▸ **Task details**:
From the first line to the last, write out the material exactly.

▸ **Recorded information**:

[Start of section]

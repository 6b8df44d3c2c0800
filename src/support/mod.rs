pub mod errors;

pub use errors::{AppError, ChargeError, ChargeResult, ConfigError};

[End of section]

▸ **Expected answer**:
repository 6b8df44d3c2c0800
filename src/support/mod.rs
pub mod errors;

pub use errors::{AppError, ChargeError, ChargeResult, ConfigError};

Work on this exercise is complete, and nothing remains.